Ou seja, nem a social-democracia de colarinho-branco nem a de macacão
rolaram, porque o Brasil profundo resiste às ideias claras, à
racionalidade, a qualquer vontade política generosa. Em nossa história,
tudo vai devagar e só algumas migalhas frutificam. Nos últimos anos,
tudo que aconteceu é muito mais o produto de influência econômica
externa e da espantosa resistência colonial do Atraso, do que de nossos
desejos. Somos filhos bastardos de um progresso que não planejamos.

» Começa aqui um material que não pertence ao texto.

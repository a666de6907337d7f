//! Home and package directory resolution.
//!
//! The home directory is where installed toolchain packages live. The
//! `home_dir` option accepts a path-list (`:`/`;` separated) of
//! candidates, tried in order. Resolution is recomputed on every call;
//! nothing is cached.

use crate::config::Config;
use colored::*;
use std::fs;
use std::io;
use std::path::{Path, PathBuf};

const DEFAULT_HOME: &str = "~/.apio";

/// Resolve a writable home directory.
///
/// The first existing writable candidate wins. Failing that, the first
/// candidate that can be created with `create_dir_all` is created and
/// returned. A permission error is a warning, not the end: the next
/// candidate is tried. When every candidate fails an error is reported
/// and an empty path is returned; the caller decides what that means.
pub fn home_dir(config: &Config) -> PathBuf {
    let raw = config
        .option_dir("home_dir")
        .unwrap_or_else(|| DEFAULT_HOME.to_string());
    let candidates = split_candidates(&raw);

    for path in &candidates {
        if path.is_dir() && dir_is_writable(path) {
            return path.clone();
        }
    }

    for path in &candidates {
        if path.is_dir() {
            continue;
        }
        match fs::create_dir_all(path) {
            Ok(()) => return path.clone(),
            Err(e) if e.kind() == io::ErrorKind::PermissionDenied => {
                println!("{} Can't create {}", "!".yellow(), path.display());
            }
            Err(_) => {}
        }
    }

    println!("{} No usable home directory", "x".red());
    PathBuf::new()
}

/// Locate an installed package under `<home>/packages/<name>`.
///
/// Every home candidate is probed; the first existing directory wins.
/// Returns an empty path when the package is not installed. Never
/// creates anything.
pub fn package_dir(config: &Config, name: &str) -> PathBuf {
    let raw = config
        .option_dir("home_dir")
        .unwrap_or_else(|| DEFAULT_HOME.to_string());

    for path in split_candidates(&raw) {
        let package = path.join("packages").join(name);
        if package.is_dir() {
            return package;
        }
    }

    PathBuf::new()
}

/// Split a path-list option on the platform separator and expand a
/// leading `~` in each candidate.
fn split_candidates(raw: &str) -> Vec<PathBuf> {
    std::env::split_paths(raw)
        .map(|p| expand_tilde(&p.to_string_lossy()))
        .collect()
}

fn expand_tilde(path: &str) -> PathBuf {
    if let Some(rest) = path.strip_prefix('~') {
        if let Some(home) = dirs::home_dir() {
            return home.join(rest.trim_start_matches(['/', '\\']));
        }
    }
    PathBuf::from(path)
}

/// Probe writability by creating and removing a marker file. Metadata
/// flags lie on network mounts and ACL setups; an actual write doesn't.
fn dir_is_writable(path: &Path) -> bool {
    let probe = path.join(".apio-write-test");
    match fs::OpenOptions::new()
        .write(true)
        .create_new(true)
        .open(&probe)
    {
        Ok(_) => {
            let _ = fs::remove_file(&probe);
            true
        }
        Err(e) if e.kind() == io::ErrorKind::AlreadyExists => true,
        Err(_) => false,
    }
}
//! Process-wide configuration overrides.
//!
//! Every tunable option is an `APIO_<OPTION>` key. Precedence is strict:
//! environment variable, then `/etc/apio.json` entry, then the caller's
//! built-in default. The system config file is read once, when the
//! [`Config`] is constructed, and never reloaded.

use colored::*;
use serde_json::{Map, Value};
use std::collections::HashMap;
use std::fs;
use std::path::Path;

/// Fixed location of the optional system-wide config file.
const SYSTEM_CONFIG_FILE: &str = "/etc/apio.json";

/// Snapshot of the configuration sources, built once at startup and
/// passed by reference to anything that needs option lookup.
#[derive(Debug, Default)]
pub struct Config {
    env: HashMap<String, String>,
    file: Map<String, Value>,
}

impl Config {
    /// Snapshot `APIO_*` environment variables and load the system
    /// config file if it exists.
    pub fn load() -> Self {
        let env = std::env::vars()
            .filter(|(key, _)| key.starts_with("APIO_"))
            .collect();
        let file = read_system_config(Path::new(SYSTEM_CONFIG_FILE));
        Self { env, file }
    }

    /// Build a config from explicit parts. Lookup is deterministic, so
    /// tests never have to touch the process environment.
    pub fn from_parts(env: HashMap<String, String>, file: Map<String, Value>) -> Self {
        Self { env, file }
    }

    /// Resolve the `APIO_<NAME>` option. First match wins: environment
    /// variable, then config file entry. Returns `None` when neither
    /// source defines the key.
    pub fn option_dir(&self, name: &str) -> Option<String> {
        let key = format!("APIO_{}", name.to_uppercase());
        if let Some(value) = self.env.get(&key) {
            return Some(value.clone());
        }
        self.file
            .get(&key)
            .and_then(Value::as_str)
            .map(str::to_string)
    }
}

/// Read the system JSON config. A missing file is normal; a malformed
/// one is reported and treated as empty.
fn read_system_config(path: &Path) -> Map<String, Value> {
    let Ok(text) = fs::read_to_string(path) else {
        return Map::new();
    };
    match serde_json::from_str::<Value>(&text) {
        Ok(Value::Object(map)) => map,
        _ => {
            println!(
                "{} Ignoring invalid JSON in {}",
                "!".yellow(),
                path.display()
            );
            Map::new()
        }
    }
}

A única revolução que se faria no Brasil seria o enxugamento de um
Estado que come a nação, com gastos crescentes, inchado de privilégios e
clientelismo, um Estado que não tem como investir e que leva a
presidente a medidas paliativas. A única revolução seria administrativa,
apontada na educação em massa, nas reformas institucionais, mas altos e
baixos cleros não permitem, mesmo agora que a bolha do Brasil Bric
ameaça explodir.
Estamos diante de um momento histórico gravíssimo, com os dois
tumores gêmeos de nossa doença: a direita do atraso e a esquerda do
atraso. Como escreveu Bobbio, se há uma coisa que une esquerda e direita
é o ódio à democracia.
Esta crise é tão sintomática, tão exemplar para a mudança do País,
que não pode ser desperdiçada pelos pensadores livres. É uma tomografia
que mostra as glândulas, as secreções do corpo brasileiro - um
diagnóstico completo. Este espasmo de verdade, esta brutal explosão de
nossas vísceras talvez seja perdida, porque as manobras do atraso de
direita e do atraso de esquerda trabalham unidos para que a mentira
vença.
Agora estamos diante da cachoeira de descobertas sobre a conjunção
carnal entre a coisa pública e privada. E vemos que só os verdadeiros
corruptos conhecem profundamente a verdade nacional. Tudo que surgiu
sobre nossa vida política nos foi revelado por dois malandros: o
mensalão foi um presente de Roberto Jefferson à nossa opinião pública e a
CPI veio pelos malfeitos de Cachoeira e Demóstenes. E tentando
desmantelar as verdades descobertas está o ex-presidente, no exercício
de seu cinismo egoísta e ambicioso, pensando apenas em sua imagem no
futuro.
Além disso, vivemos em suspense diante de nossa fragilidade jurídica:
um ministro do Supremo Tribunal Federal, Ricardo Lewandowski, segura o
processo do mensalão sem prazo de entrega. Por teimosia ou caturrice ou
sabemos lá por quê, ele se arrisca a ser o responsável pela
desmoralização do STF.
Mas, assim mesmo, com o engarrafamento dos escândalos, tem havido um
avanço em nossa consciência crítica. Estamos bem menos "alienados". E,
por mais que se destruam as instituições, as conquistas da democracia
não vão sumir, por conta da maior complexidade da economia e da
política, que a abertura permitiu. Estamos mais desiludidos, porém mais
sábios.
Que falta desaprender agora, para chegarmos ao futuro de uma desilusão?